The restaurant was represented by James John Leonard II of Barnes & Thornburg in Atlanta. He said Monday he was still considering options and could not comment because this is an “ongoing litigated matter.”

Allied Insurance was defended by Philip Wade Savrin and William Shawn Bingham of Freeman Mathis & Gary in Atlanta. Bingham said Monday they could not comment on the ruling.

Henry’s drew support from Restaurant Law Center, a public policy organization connected to the National Restaurant Association, which calls itself the world’s largest food service trade association.

“These are issues of first impression arising in an unprecedented context,” Gabriel Gillett of Jenner & Block in Chicago said in an amicus brief asking the appeals court to reverse the district judge’s decision.

“For years, restaurants in Georgia and elsewhere have paid substantial premiums for business interruption coverage under ‘all risk’ commercial property insurance policies.
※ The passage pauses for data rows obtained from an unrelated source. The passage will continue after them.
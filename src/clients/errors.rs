use std::path::PathBuf;

use rspotify::{ClientError, model::IdError};
use thiserror::Error;

/// Result alias used across the crate
pub type Result<T, E = Error> = std::result::Result<T, E>;

#[derive(Error, Debug)]
pub enum Error {
    #[error("Spotify error: {0}")]
    SpotifyError(#[from] ClientError),

    #[error("Invalid Spotify identifier: {0}")]
    InvalidId(#[from] IdError),

    #[error("Serialization error: {0}")]
    Serialization(#[from] serde_json::Error),

    #[error("I/O error: {0}")]
    Io(#[from] std::io::Error),

    // Entries are never rewritten in place, so a bad file needs manual removal
    #[error("Cached response {path:?} is unreadable ({source}), delete it and rerun")]
    CacheCorrupt {
        path: PathBuf,
        source: serde_json::Error,
    },

    #[error("Configuration error: {0}")]
    ConfigurationError(String),

    #[error("Spotify API unexpected response: {0}")]
    UnexpectedResponse(String),
}

impl From<std::env::VarError> for Error {
    fn from(err: std::env::VarError) -> Self {
        Error::ConfigurationError(err.to_string())
    }
}
use std::path::PathBuf;

use clap::{Parser, Subcommand};
use log::info;
use sorted_playlists::clients::errors::Result;
use sorted_playlists::refresh::{ConfigBuilder, RefreshOptions, Refresher};

#[derive(Parser)]
#[command(name = "sorted-playlists")]
#[command(version, about = "Republish an artist's catalog as sorted Spotify playlists", long_about = None)]
struct Cli {
    #[command(subcommand)]
    command: Commands,
}

#[derive(Subcommand)]
enum Commands {
    /// Fetch the catalog and rewrite every configured playlist
    Refresh {
        /// Settings file (defaults to $SORTED_PLAYLISTS_CONFIG or the user config dir)
        #[arg(long)]
        config: Option<PathBuf>,
        /// Print the assembled playlists without updating them
        #[arg(long)]
        dry_run: bool,
    },
    /// Delete every cached API response
    ClearCache {
        /// Settings file naming the cache directory (same lookup as `refresh`)
        #[arg(long)]
        config: Option<PathBuf>,
    },
}

pub async fn run() -> Result<()> {
    let cli = Cli::parse();

    match cli.command {
        Commands::Refresh { config, dry_run } => refresh_playlists(config, dry_run).await,
        Commands::ClearCache { config } => clear_cache(config).await,
    }
}

async fn refresh_playlists(config_path: Option<PathBuf>, dry_run: bool) -> Result<()> {
    info!("Building config ...");
    let config = ConfigBuilder::new()
        .settings_path(config_path)
        .build()
        .await?;
    info!("Authorizing client ...");
    // CLI prompt may be shown here on the first run
    config.api.authorize_client().await?;

    let refresher = Refresher::new(config);
    refresher
        .refresh(RefreshOptions {
            dry_run,
            ..RefreshOptions::default()
        })
        .await?;
    Ok(())
}

async fn clear_cache(config_path: Option<PathBuf>) -> Result<()> {
    let cache = ConfigBuilder::new()
        .settings_path(config_path)
        .build_cache()
        .await?;
    let removed = cache.clear().await?;
    info!("Removed {removed} cached responses from {:?}", cache.path());
    Ok(())
}
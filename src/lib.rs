//! Sorted playlists - republish an artist's catalog as sorted Spotify playlists
//!
//! The catalog is read through an on-disk response cache, filtered against a
//! name blacklist, ordered per playlist definition and pushed back to Spotify.

/// Fetching an artist's albums and tracks
pub mod catalog;
/// Client modules for interacting with Spotify and the response cache
pub mod clients;
/// Playlist definitions and assembly
pub mod playlists;
/// Rewriting remote playlists
pub mod publisher;
/// Pipeline configuration and driver
pub mod refresh;
/// Settings file
pub mod settings;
These policies cover any and all risks, even unforeseen and unprecedented ones, unless specifically excluded,” Gillett said. “Restaurant owners bought this insurance believing that it would cover income lost as a result of ‘physical loss or damage’ to their property, as they understood those plain, ordinary, everyday words to mean. Yet when the Governor of Georgia and others issued executive orders that caused precisely what these restaurant owners believed to be ‘physical loss or damage’—by detrimentally altering their physical property, requiring physical changes to it, and materially impairing their physical spaces, thereby rendering them nonfunctional for their intended purposes—insurers denied coverage without legitimate justification.”

Gillett called the coverage denials “improper” and noted they come “at a particularly challenging time” for the industry.

“Facing catastrophic losses, hundreds of restaurants have already closed and countless more will be forced to close—permanently,” Gillett said. “Accordingly, restaurants have turned to the courts to obtain the coverage they are entitled to receive.”

Based on Grant’s scorekeeping, restaurants bringing COVID-19 business interruption cases against insurance companies are batting zero.

“We are not alone in our conclusion,” she said. She added “the same one has been reached by every federal and state appellate court” that has decided “the meaning of ‘physical loss of or damage to’ property” within the “context of the COVID-19 pandemic.”

Unfortunately for the restaurants, the policies were not written to forecast a once-in-a-century pandemic. “Henry’s Louisiana Grill insured against the ‘physical loss of or damage to’ its property,” Grant said. “But that does not extend to the intangible harm caused by COVID-19 or by a declaration of public emergency issued in its wake.”